Snickers, yang dikenal dengan industri permennya, telah menghapus iklan kontroversial di Spanyol setelah dihujani kritik. Iklan tersebut dikatakan homofobik dan memperkuat stereotip. Bulan lalu, seorang perawat gay Spanyol dibunuh ketika dia menjadi korban serangan jalanan.

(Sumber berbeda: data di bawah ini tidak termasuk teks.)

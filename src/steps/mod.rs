//! Steps: the units of work a job runs.
//!
//! - [`Step`] - the capability every collaborator implements
//! - [`StepContext`] - read access to earlier outputs, the logger and cancellation
//! - [`Outputs`] - values a step publishes for later steps
//! - [`FnStep`] / [`CommandStep`] - closure-backed and program-backed steps
//! - [`StepReport`] / [`StepStatus`] - per-step outcome records

pub mod command;
pub mod result;
pub mod step;

pub use command::CommandStep;
pub use result::{format_duration, StepReport, StepStatus};
pub use step::{FnStep, Outputs, Step, StepContext};
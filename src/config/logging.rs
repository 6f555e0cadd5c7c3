//! Resolved diagnostics logging configuration.
//!
//! [`LoggerConfig`] is built once per process from command-line flags and
//! the optional settings file, then used to construct the shared
//! [`Logger`](crate::diagnostics::Logger).

use std::path::PathBuf;

use super::schema::{ColorMode, LoggingSettings};
use crate::error::Result;

/// Verbosity used when neither a flag nor the settings file sets one.
pub const DEFAULT_VERBOSITY: u8 = 3;

/// Highest verbosity tier with its own meaning; anything above enables
/// every severity as well.
pub const MAX_VERBOSITY: u8 = 4;

/// Process-wide logging configuration.
#[derive(Debug, Clone, PartialEq, Eq)]
pub struct LoggerConfig {
    /// Verbosity level; maps to a severity threshold.
    pub verbosity: u8,
    /// Primary sink rendering.
    pub color: ColorMode,
    /// Capture lines in memory for a dump on failure.
    pub dump_logs: bool,
    /// Where failure dumps go.
    pub dump_dir: PathBuf,
}

impl Default for LoggerConfig {
    fn default() -> Self {
        Self {
            verbosity: DEFAULT_VERBOSITY,
            color: ColorMode::default(),
            dump_logs: false,
            dump_dir: PathBuf::from("."),
        }
    }
}

/// Logging values given on the command line. `None` means "not given".
#[derive(Debug, Clone, Default)]
pub struct LoggingFlags {
    pub verbose: Option<u8>,
    pub color: Option<String>,
    pub dump_logs: Option<bool>,
}

impl LoggerConfig {
    /// Resolve the configuration: flag, then settings file, then default.
    ///
    /// # Errors
    ///
    /// Returns `Configuration` if the chosen color value is not one of
    /// `true`, `false` or `fabulous`.
    pub fn resolve(flags: &LoggingFlags, file: &LoggingSettings) -> Result<Self> {
        let defaults = Self::default();

        let color = match flags.color.as_deref().or(file.color.as_deref()) {
            Some(value) => value.parse::<ColorMode>()?,
            None => defaults.color,
        };

        Ok(Self {
            verbosity: flags
                .verbose
                .or(file.verbose)
                .unwrap_or(defaults.verbosity),
            color,
            dump_logs: flags
                .dump_logs
                .or(file.dump_logs)
                .unwrap_or(defaults.dump_logs),
            dump_dir: file.dump_dir.clone().unwrap_or(defaults.dump_dir),
        })
    }

    /// Whether the verbosity asks for debug output.
    pub fn is_debug(&self) -> bool {
        self.verbosity >= MAX_VERBOSITY
    }

    /// Level for internal tracing events at this verbosity.
    pub fn tracing_level(&self) -> &'static str {
        if self.is_debug() {
            "debug"
        } else if self.verbosity >= DEFAULT_VERBOSITY {
            "info"
        } else {
            "warn"
        }
    }
}

#[cfg(test)]
mod tests {
    use super::*;
    use crate::error::HarnessError;

    #[test]
    fn defaults_match_cli_defaults() {
        let config = LoggerConfig::resolve(&LoggingFlags::default(), &LoggingSettings::default())
            .unwrap();
        assert_eq!(config.verbosity, 3);
        assert_eq!(config.color, ColorMode::Colorized);
        assert!(!config.dump_logs);
        assert_eq!(config.dump_dir, PathBuf::from("."));
    }

    #[test]
    fn flags_override_settings_file() {
        let flags = LoggingFlags {
            verbose: Some(0),
            color: Some("false".to_string()),
            dump_logs: Some(false),
        };
        let file = LoggingSettings {
            verbose: Some(4),
            color: Some("fabulous".to_string()),
            dump_logs: Some(true),
            dump_dir: Some(PathBuf::from("/var/log/e2e")),
        };

        let config = LoggerConfig::resolve(&flags, &file).unwrap();
        assert_eq!(config.verbosity, 0);
        assert_eq!(config.color, ColorMode::Plain);
        assert!(!config.dump_logs);
        assert_eq!(config.dump_dir, PathBuf::from("/var/log/e2e"));
    }

    #[test]
    fn settings_file_fills_unset_flags() {
        let file = LoggingSettings {
            verbose: Some(1),
            color: Some("fabulous".to_string()),
            dump_logs: Some(true),
            dump_dir: None,
        };

        let config = LoggerConfig::resolve(&LoggingFlags::default(), &file).unwrap();
        assert_eq!(config.verbosity, 1);
        assert_eq!(config.color, ColorMode::Decorative);
        assert!(config.dump_logs);
    }

    #[test]
    fn invalid_color_is_configuration_error() {
        let flags = LoggingFlags {
            color: Some("sometimes".to_string()),
            ..Default::default()
        };
        let err = LoggerConfig::resolve(&flags, &LoggingSettings::default()).unwrap_err();
        assert!(matches!(err, HarnessError::Configuration { .. }));
    }

    #[test]
    fn invalid_color_in_settings_file_names_the_setting() {
        let file = LoggingSettings {
            color: Some("blue".to_string()),
            ..Default::default()
        };
        let err = LoggerConfig::resolve(&LoggingFlags::default(), &file).unwrap_err();
        assert_eq!(
            err.to_string(),
            "Invalid value \"blue\" for color: valid options are true, false, fabulous"
        );
    }

    #[test]
    fn tracing_level_follows_verbosity() {
        let level = |verbosity| {
            LoggerConfig {
                verbosity,
                ..LoggerConfig::default()
            }
            .tracing_level()
        };
        assert_eq!(level(0), "warn");
        assert_eq!(level(2), "warn");
        assert_eq!(level(3), "info");
        assert_eq!(level(4), "debug");
        assert_eq!(level(9), "debug");
    }

    #[test]
    fn debug_starts_at_max_verbosity() {
        let mut config = LoggerConfig::default();
        assert!(!config.is_debug());
        config.verbosity = 4;
        assert!(config.is_debug());
        config.verbosity = 9;
        assert!(config.is_debug());
    }
}
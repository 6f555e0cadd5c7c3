//! Reusable, named sequences of steps.

use std::fmt;

use super::context::ExecutionContext;
use super::entry::{Entry, WiringFn};
use crate::steps::Step;

/// A named, ordered list of steps that can be spliced into a job.
///
/// Scenarios are plain values: collaborators build them from bound
/// parameters (a backend, a target address) and hand them to
/// [`Job::add_scenario`](super::Job::add_scenario). To run the same
/// validation against another backend, build another scenario.
pub struct Scenario {
    name: String,
    entries: Vec<Entry>,
}

impl Scenario {
    pub fn new(name: impl Into<String>) -> Self {
        Self {
            name: name.into(),
            entries: Vec::new(),
        }
    }

    pub fn name(&self) -> &str {
        &self.name
    }

    pub fn len(&self) -> usize {
        self.entries.len()
    }

    pub fn is_empty(&self) -> bool {
        self.entries.is_empty()
    }

    /// Step names in execution order.
    pub fn step_names(&self) -> Vec<&str> {
        self.entries.iter().map(Entry::name).collect()
    }

    /// Append a step with optional wiring.
    pub fn add_step<S: Step + 'static>(
        &mut self,
        step: S,
        wiring: Option<WiringFn<S>>,
    ) -> &mut Self {
        self.entries.push(Entry::new(step, wiring));
        self
    }

    /// Append a step whose inputs are filled from the context right before it runs.
    pub fn add_wired_step<S, W>(&mut self, step: S, wiring: W) -> &mut Self
    where
        S: Step + 'static,
        W: FnOnce(&mut S, &ExecutionContext) -> anyhow::Result<()> + Send + 'static,
    {
        self.add_step(step, Some(Box::new(wiring)))
    }

    pub(crate) fn into_entries(self) -> Vec<Entry> {
        self.entries
    }
}

impl fmt::Debug for Scenario {
    fn fmt(&self, f: &mut fmt::Formatter<'_>) -> fmt::Result {
        f.debug_struct("Scenario")
            .field("name", &self.name)
            .field("steps", &self.step_names())
            .finish()
    }
}
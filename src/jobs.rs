//! Cluster infrastructure jobs built on the wrapped cluster tool.

use std::path::PathBuf;

use anyhow::{bail, Context};

use crate::runner::Job;
use crate::steps::{CommandStep, Outputs, Step, StepContext};

/// Cluster tool used when none is given.
pub const DEFAULT_TOOL: &str = "eksctl";

/// Kubeconfig path used when none is given.
pub const DEFAULT_KUBECONFIG: &str = "./kubeconfig";

/// Parameters shared by the create and delete cluster jobs.
#[derive(Debug, Clone, PartialEq, Eq)]
pub struct ClusterSpec {
    pub name: String,
    pub region: String,
    pub kubeconfig: PathBuf,
    /// Program invoked for cluster lifecycle operations.
    pub tool: String,
}

impl ClusterSpec {
    pub fn new(name: impl Into<String>, region: impl Into<String>) -> Self {
        Self {
            name: name.into(),
            region: region.into(),
            kubeconfig: PathBuf::from(DEFAULT_KUBECONFIG),
            tool: DEFAULT_TOOL.to_string(),
        }
    }

    pub fn with_kubeconfig(mut self, path: impl Into<PathBuf>) -> Self {
        self.kubeconfig = path.into();
        self
    }

    pub fn with_tool(mut self, tool: impl Into<String>) -> Self {
        self.tool = tool.into();
        self
    }
}

/// Provision a cluster and check that its kubeconfig was written.
///
/// Publishes `cluster_name`, `region` and `kubeconfig` for later steps.
pub fn create_cluster(spec: &ClusterSpec) -> Job {
    let kubeconfig = spec.kubeconfig.display().to_string();
    let mut job = Job::new("Create e2e test infrastructure");

    job.add_step(
        CommandStep::new("create-cluster", spec.tool.clone())
            .args(["create", "cluster"])
            .args(["--name", spec.name.as_str()])
            .args(["--region", spec.region.as_str()])
            .args(["--kubeconfig", kubeconfig.as_str()])
            .export("cluster_name", spec.name.clone())
            .export("region", spec.region.clone())
            .export("kubeconfig", kubeconfig.clone()),
        None,
    );

    job.add_wired_step(VerifyKubeConfig::default(), |step, ctx| {
        step.path = Some(PathBuf::from(ctx.get_str("kubeconfig")?));
        Ok(())
    });

    job
}

/// Tear down a cluster created by [`create_cluster`].
pub fn delete_cluster(spec: &ClusterSpec) -> Job {
    let mut job = Job::new("Delete e2e test infrastructure");

    job.add_step(
        CommandStep::new("delete-cluster", spec.tool.clone())
            .args(["delete", "cluster"])
            .args(["--name", spec.name.as_str()])
            .args(["--region", spec.region.as_str()]),
        None,
    );

    job
}

/// Checks that a kubeconfig file exists and is not empty.
#[derive(Debug, Default)]
pub struct VerifyKubeConfig {
    pub path: Option<PathBuf>,
}

impl Step for VerifyKubeConfig {
    fn name(&self) -> &str {
        "verify-kubeconfig"
    }

    fn run(&mut self, ctx: &StepContext<'_>) -> anyhow::Result<Outputs> {
        let Some(path) = &self.path else {
            bail!("no kubeconfig path was wired");
        };

        let metadata = std::fs::metadata(path)
            .with_context(|| format!("kubeconfig not found at {}", path.display()))?;
        if metadata.len() == 0 {
            bail!("kubeconfig at {} is empty", path.display());
        }

        ctx.logger()
            .info(format!("kubeconfig ready at {}", path.display()));
        Ok(Outputs::new())
    }
}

Iklan tersebut menunjukkan influencer Spanyol Alice Gibaga, yang memesan minuman di restoran dengan seorang teman. Dia tampaknya menggoda pelayan. Pelayan Gibaga memberikan es krim Snickers, yang dalam sekali jalan berubah menjadi pria berjanggut heteroseksual “normal” dengan suara berat.

Kemudian teman itu bertanya kepadanya: “Lebih baik?” “Lebih baik,” jawab Gibaja, “yang baru.” Terakhir, akan ada slogan berikut di bagian bawah: “Kamu bukan dirimu sendiri ketika kamu lapar.”


“memalukan”

Iklan yang telah beredar sejak minggu ini, telah memukul tenggorokan banyak orang: “Sayang dan sayang ada perusahaan yang melanggengkan stereotip dan mempromosikan homofobia,” kata Asosiasi Lesbian, Gay, dan Biseksual pemerintah dalam sebuah tweet.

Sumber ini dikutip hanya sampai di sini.